Among the entries below, find the lines with the word "link" and return them.

===

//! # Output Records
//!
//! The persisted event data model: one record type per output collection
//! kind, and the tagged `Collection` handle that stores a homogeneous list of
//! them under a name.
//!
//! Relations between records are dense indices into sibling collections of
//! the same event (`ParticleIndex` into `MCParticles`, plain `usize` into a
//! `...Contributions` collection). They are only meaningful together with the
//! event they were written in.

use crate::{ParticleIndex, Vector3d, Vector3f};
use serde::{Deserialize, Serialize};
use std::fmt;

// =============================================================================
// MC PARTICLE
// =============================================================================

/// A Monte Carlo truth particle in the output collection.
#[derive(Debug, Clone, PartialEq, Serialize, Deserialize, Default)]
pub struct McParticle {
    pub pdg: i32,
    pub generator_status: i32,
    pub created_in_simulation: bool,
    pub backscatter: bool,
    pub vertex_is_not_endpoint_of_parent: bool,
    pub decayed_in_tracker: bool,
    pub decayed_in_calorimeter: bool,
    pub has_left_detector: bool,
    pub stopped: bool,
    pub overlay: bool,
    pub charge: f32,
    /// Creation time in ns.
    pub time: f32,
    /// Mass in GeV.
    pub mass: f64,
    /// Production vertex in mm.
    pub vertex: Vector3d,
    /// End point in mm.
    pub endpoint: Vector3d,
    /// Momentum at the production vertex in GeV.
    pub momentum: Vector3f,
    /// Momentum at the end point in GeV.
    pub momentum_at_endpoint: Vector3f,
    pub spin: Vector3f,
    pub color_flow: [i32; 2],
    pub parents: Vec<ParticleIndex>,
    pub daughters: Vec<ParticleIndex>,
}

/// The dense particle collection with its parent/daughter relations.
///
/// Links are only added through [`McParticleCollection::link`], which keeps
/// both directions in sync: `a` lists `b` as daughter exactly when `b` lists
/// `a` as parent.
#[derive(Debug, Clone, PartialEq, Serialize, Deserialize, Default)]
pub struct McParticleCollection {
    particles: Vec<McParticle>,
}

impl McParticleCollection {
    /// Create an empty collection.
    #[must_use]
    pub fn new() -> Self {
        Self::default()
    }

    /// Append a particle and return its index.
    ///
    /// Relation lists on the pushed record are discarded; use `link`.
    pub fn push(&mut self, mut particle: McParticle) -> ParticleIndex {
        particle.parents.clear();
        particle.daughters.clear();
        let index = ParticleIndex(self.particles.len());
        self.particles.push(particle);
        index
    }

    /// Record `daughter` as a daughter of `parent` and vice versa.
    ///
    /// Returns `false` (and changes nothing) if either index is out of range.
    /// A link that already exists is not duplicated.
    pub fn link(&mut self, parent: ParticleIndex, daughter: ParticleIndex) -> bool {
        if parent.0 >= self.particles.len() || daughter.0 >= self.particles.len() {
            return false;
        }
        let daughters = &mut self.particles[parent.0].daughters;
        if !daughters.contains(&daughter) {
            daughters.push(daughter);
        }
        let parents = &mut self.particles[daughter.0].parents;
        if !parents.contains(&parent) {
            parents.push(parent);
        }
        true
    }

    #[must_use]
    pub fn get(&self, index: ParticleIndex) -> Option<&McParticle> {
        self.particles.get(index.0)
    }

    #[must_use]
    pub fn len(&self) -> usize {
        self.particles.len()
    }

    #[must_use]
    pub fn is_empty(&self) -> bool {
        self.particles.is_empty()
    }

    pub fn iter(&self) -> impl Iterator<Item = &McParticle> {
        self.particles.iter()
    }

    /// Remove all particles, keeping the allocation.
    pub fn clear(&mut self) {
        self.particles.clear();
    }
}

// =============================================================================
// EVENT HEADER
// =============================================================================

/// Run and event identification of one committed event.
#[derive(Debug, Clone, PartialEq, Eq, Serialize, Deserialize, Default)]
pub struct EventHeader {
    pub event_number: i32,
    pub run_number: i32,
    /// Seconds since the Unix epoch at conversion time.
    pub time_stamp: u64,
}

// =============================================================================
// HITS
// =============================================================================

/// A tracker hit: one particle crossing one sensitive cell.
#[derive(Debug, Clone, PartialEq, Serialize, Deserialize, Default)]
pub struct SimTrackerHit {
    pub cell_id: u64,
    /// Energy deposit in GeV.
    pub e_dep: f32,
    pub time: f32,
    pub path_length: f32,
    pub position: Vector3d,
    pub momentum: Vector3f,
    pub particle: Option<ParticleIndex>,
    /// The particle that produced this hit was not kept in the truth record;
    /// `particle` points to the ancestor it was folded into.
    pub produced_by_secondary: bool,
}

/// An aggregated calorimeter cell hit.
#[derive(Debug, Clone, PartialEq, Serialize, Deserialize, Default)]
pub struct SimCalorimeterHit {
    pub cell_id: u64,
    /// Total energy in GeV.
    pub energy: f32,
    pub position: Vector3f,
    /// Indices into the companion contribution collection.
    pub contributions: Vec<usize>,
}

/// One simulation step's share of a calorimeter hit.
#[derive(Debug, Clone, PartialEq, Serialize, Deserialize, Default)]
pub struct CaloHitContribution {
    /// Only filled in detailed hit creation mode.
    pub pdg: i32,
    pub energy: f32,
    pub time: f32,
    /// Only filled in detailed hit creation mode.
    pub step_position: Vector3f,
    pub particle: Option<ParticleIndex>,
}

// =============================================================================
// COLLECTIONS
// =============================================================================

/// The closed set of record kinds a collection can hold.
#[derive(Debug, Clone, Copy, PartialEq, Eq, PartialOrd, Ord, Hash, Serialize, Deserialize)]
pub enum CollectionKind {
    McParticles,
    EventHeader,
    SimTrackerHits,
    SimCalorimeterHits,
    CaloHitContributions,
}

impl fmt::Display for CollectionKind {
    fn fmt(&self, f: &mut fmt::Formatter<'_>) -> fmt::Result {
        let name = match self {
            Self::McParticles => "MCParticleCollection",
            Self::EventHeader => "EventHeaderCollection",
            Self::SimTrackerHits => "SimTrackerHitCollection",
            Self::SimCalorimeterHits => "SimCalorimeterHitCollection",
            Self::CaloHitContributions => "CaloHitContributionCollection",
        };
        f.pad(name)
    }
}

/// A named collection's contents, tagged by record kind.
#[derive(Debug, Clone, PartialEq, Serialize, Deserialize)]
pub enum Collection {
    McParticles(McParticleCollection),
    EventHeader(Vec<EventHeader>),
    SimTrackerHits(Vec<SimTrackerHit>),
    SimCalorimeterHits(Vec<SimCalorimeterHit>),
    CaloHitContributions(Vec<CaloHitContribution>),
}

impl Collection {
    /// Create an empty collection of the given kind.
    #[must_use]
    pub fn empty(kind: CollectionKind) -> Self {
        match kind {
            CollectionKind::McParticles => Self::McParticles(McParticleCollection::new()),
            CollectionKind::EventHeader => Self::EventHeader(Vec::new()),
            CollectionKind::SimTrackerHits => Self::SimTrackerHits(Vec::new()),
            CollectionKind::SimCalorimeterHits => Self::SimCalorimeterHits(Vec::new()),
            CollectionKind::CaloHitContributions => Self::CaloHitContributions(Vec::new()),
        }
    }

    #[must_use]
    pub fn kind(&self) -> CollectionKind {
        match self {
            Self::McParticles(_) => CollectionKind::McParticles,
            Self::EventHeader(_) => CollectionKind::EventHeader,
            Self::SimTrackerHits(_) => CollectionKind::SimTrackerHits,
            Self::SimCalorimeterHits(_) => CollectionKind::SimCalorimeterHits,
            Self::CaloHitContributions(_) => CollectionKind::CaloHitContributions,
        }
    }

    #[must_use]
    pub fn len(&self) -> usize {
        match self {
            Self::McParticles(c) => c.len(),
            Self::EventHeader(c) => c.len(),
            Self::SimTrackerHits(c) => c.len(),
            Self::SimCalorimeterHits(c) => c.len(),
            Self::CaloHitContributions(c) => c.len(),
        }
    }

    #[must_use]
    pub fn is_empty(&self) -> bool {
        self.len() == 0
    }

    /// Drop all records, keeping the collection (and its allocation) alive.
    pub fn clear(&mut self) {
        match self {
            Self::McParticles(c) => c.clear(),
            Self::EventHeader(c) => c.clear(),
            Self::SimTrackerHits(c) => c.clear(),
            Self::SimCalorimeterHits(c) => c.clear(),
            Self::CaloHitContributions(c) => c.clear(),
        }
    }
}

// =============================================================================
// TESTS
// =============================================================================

===

**Response to the task**.
/// Links are only added through [`McParticleCollection::link`], which keeps
    /// Relation lists on the pushed record are discarded; use `link`.
    /// A link that already exists is not duplicated.
    pub fn link(&mut self, parent: ParticleIndex, daughter: ParticleIndex) -> bool {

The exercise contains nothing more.